ACTIVITY |
Search the records below for the word "services". Pull out each line that has it.

DATASET |
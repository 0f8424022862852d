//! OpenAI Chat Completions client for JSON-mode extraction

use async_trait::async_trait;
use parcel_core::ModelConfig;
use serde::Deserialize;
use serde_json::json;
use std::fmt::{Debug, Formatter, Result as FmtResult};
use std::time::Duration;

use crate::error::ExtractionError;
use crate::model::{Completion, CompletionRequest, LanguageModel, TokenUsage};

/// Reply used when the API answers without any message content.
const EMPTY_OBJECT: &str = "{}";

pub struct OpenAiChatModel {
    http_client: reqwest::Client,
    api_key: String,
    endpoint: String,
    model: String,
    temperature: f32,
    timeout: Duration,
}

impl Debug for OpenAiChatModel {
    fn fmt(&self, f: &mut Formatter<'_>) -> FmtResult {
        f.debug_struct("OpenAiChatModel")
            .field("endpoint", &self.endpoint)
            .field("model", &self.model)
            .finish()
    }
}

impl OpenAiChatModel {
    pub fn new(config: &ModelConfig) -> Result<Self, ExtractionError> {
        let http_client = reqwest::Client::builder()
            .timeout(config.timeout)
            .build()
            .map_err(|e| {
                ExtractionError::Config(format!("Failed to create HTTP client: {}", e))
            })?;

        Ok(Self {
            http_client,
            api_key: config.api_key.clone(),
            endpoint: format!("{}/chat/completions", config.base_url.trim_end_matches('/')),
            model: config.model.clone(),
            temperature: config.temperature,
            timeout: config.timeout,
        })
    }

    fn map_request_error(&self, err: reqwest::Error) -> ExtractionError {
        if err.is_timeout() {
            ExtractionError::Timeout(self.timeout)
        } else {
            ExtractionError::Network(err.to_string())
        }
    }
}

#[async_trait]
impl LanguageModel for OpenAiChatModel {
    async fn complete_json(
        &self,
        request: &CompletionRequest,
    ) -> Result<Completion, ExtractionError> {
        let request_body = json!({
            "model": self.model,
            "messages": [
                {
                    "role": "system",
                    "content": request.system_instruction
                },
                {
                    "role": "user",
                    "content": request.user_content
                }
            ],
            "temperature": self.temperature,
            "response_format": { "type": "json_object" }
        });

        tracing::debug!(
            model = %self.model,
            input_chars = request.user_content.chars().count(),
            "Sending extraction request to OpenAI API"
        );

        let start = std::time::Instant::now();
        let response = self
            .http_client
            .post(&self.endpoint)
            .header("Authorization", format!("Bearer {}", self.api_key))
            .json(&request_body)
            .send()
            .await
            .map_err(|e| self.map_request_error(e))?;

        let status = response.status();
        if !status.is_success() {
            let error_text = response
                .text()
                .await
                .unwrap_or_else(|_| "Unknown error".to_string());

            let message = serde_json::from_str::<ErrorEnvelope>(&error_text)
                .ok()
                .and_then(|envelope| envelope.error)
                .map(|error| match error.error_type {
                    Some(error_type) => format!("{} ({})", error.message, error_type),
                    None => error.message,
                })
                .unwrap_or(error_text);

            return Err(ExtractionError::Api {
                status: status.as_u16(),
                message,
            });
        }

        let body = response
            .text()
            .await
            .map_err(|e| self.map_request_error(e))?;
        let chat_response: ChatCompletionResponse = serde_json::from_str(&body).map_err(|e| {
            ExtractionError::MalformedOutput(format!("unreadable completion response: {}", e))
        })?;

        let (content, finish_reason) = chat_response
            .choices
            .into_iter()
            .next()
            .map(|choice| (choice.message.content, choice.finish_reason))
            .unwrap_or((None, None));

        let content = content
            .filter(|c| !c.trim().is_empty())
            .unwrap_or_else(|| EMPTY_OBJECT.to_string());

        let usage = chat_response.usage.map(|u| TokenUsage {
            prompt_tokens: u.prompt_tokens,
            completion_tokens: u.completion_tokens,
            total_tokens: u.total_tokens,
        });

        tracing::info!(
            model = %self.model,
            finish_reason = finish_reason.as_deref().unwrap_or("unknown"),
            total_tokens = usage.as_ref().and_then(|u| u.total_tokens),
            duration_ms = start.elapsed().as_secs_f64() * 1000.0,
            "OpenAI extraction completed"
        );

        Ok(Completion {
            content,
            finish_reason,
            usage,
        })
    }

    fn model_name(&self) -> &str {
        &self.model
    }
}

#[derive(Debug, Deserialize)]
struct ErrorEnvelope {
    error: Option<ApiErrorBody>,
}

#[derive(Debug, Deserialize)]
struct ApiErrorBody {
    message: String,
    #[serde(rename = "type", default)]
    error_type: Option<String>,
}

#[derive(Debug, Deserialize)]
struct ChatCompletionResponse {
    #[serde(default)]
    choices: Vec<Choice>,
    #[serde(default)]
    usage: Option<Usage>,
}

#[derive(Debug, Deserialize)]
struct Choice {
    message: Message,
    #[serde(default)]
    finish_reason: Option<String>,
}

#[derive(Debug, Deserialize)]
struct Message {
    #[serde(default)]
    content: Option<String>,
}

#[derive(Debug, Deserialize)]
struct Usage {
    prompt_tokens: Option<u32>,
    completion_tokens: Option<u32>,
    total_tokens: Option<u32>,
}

---

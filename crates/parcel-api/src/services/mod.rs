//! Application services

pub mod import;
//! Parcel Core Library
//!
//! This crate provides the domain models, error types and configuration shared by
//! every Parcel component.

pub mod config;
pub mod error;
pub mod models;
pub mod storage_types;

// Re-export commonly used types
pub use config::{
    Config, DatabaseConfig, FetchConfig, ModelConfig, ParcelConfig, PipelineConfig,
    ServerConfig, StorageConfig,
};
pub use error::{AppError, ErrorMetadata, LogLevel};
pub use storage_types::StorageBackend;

ANSWER BELOW |
filename crates/parcel-api/src/services/mod.rs
//! Application services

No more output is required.